PROBLEM: Without changing anything, set down every line shown below.

[Stored items]
|---|
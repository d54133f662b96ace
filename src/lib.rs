//! Tailspring generator: build-time companion to the Tailspring seL4
//! startup-thread loader.
//!
//! From a declarative system description (capabilities, CNodes, address
//! spaces, threads) and a set of thread ELF binaries, the generator emits
//! two artifacts the loader consumes at boot:
//!
//!  * a relocatable object whose single `.startup_threads_data` section
//!    holds every thread's load segments and initial stacks, page-aligned
//!    and tagged with linker symbols, and
//!  * a header declaring the flat, totally-ordered list of capability
//!    operations the loader executes verbatim to materialise the system.
//!
//! The pipeline is strictly sequential; every stage consumes the complete
//! output of the previous ones through a shared [`context::Context`]. The
//! only suspensions are the synchronous invocations of the seL4 info getter
//! and the compiler driver.

#[cfg(test)]
#[macro_use]
extern crate proptest;

pub mod arch;
pub mod cap;
pub mod config;
pub mod context;
pub mod elf;
pub mod emit;
pub mod error;
pub mod image;
pub mod ops;
pub mod paging;
pub mod planner;
pub mod sel4;
pub mod stack;
pub mod thread;
pub mod tool;
pub mod vspace;

#[doc(hidden)]
pub mod test_support;

use std::fs;

use crate::context::{Context, Options};
use crate::error::{ConfigError, Error, IoError};
use crate::paging::PagingTree;
use crate::sel4::SeL4Info;
use crate::tool::Tool;

/// Run the whole pipeline: ingest the config, plan paging and thread
/// layout, pack and link the startup-threads object, and emit the header.
pub fn generate(options: Options, info_getter: &dyn Tool, gcc: &dyn Tool) -> Result<(), Error> {
    let config_text =
        fs::read_to_string(&options.config_path).map_err(|source| IoError::Open {
            path: options.config_path.clone(),
            source,
        })?;
    let doc: serde_yaml::Value =
        serde_yaml::from_str(&config_text).map_err(|e| ConfigError::MalformedYaml(e.to_string()))?;

    let sel4_info = SeL4Info::from_getter(info_getter)?;
    log::debug!(
        "seL4 info: arch {}, {} bit words, {} byte pages",
        sel4_info.arch,
        sel4_info.literals.word_bits,
        sel4_info.page_size()
    );

    let mut ctx = Context::new(sel4_info, options)?;
    config::ingest(&mut ctx, &doc)?;
    build_paging_trees(&mut ctx);
    thread::run_layout(&mut ctx)?;
    image::pack(&ctx, gcc)?;
    planner::plan(&mut ctx)?;
    emit::write_header(&ctx)?;
    Ok(())
}

/// Seed each vspace's paging tree with the ranges of its ELF chunks. The
/// layout pass grows the trees further as it places stacks and buffers.
fn build_paging_trees(ctx: &mut Context) {
    for (name, vspace) in &ctx.vspaces {
        let mut tree = PagingTree::new(&ctx.layout);
        for chunk in &vspace.chunks {
            tree.cover(&ctx.layout, chunk.range());
        }
        ctx.paging_trees.insert(name.clone(), tree);
    }
}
|---|
EXERCISE RESULT:
repository d54133f662b96ace
filename src/lib.rs
//! Tailspring generator: build-time companion to the Tailspring seL4
//! startup-thread loader.
//!
//! From a declarative system description (capabilities, CNodes, address
//! spaces, threads) and a set of thread ELF binaries, the generator emits
//! two artifacts the loader consumes at boot:
//!
//!  * a relocatable object whose single `.startup_threads_data` section
//!    holds every thread's load segments and initial stacks, page-aligned
//!    and tagged with linker symbols, and
//!  * a header declaring the flat, totally-ordered list of capability
//!    operations the loader executes verbatim to materialise the system.
//!
//! The pipeline is strictly sequential; every stage consumes the complete
//! output of the previous ones through a shared [`context::Context`]. The
//! only suspensions are the synchronous invocations of the seL4 info getter
//! and the compiler driver.

#[cfg(test)]
#[macro_use]
extern crate proptest;

pub mod arch;
pub mod cap;
pub mod config;
pub mod context;
pub mod elf;
pub mod emit;
pub mod error;
pub mod image;
pub mod ops;
pub mod paging;
pub mod planner;
pub mod sel4;
pub mod stack;
pub mod thread;
pub mod tool;
pub mod vspace;

#[doc(hidden)]
pub mod test_support;

use std::fs;

use crate::context::{Context, Options};
use crate::error::{ConfigError, Error, IoError};
use crate::paging::PagingTree;
use crate::sel4::SeL4Info;
use crate::tool::Tool;

/// Run the whole pipeline: ingest the config, plan paging and thread
/// layout, pack and link the startup-threads object, and emit the header.
pub fn generate(options: Options, info_getter: &dyn Tool, gcc: &dyn Tool) -> Result<(), Error> {
    let config_text =
        fs::read_to_string(&options.config_path).map_err(|source| IoError::Open {
            path: options.config_path.clone(),
            source,
        })?;
    let doc: serde_yaml::Value =
        serde_yaml::from_str(&config_text).map_err(|e| ConfigError::MalformedYaml(e.to_string()))?;

    let sel4_info = SeL4Info::from_getter(info_getter)?;
    log::debug!(
        "seL4 info: arch {}, {} bit words, {} byte pages",
        sel4_info.arch,
        sel4_info.literals.word_bits,
        sel4_info.page_size()
    );

    let mut ctx = Context::new(sel4_info, options)?;
    config::ingest(&mut ctx, &doc)?;
    build_paging_trees(&mut ctx);
    thread::run_layout(&mut ctx)?;
    image::pack(&ctx, gcc)?;
    planner::plan(&mut ctx)?;
    emit::write_header(&ctx)?;
    Ok(())
}

/// Seed each vspace's paging tree with the ranges of its ELF chunks. The
/// layout pass grows the trees further as it places stacks and buffers.
fn build_paging_trees(ctx: &mut Context) {
    for (name, vspace) in &ctx.vspaces {
        let mut tree = PagingTree::new(&ctx.layout);
        for chunk in &vspace.chunks {
            tree.cover(&ctx.layout, chunk.range());
        }
        ctx.paging_trees.insert(name.clone(), tree);
    }
}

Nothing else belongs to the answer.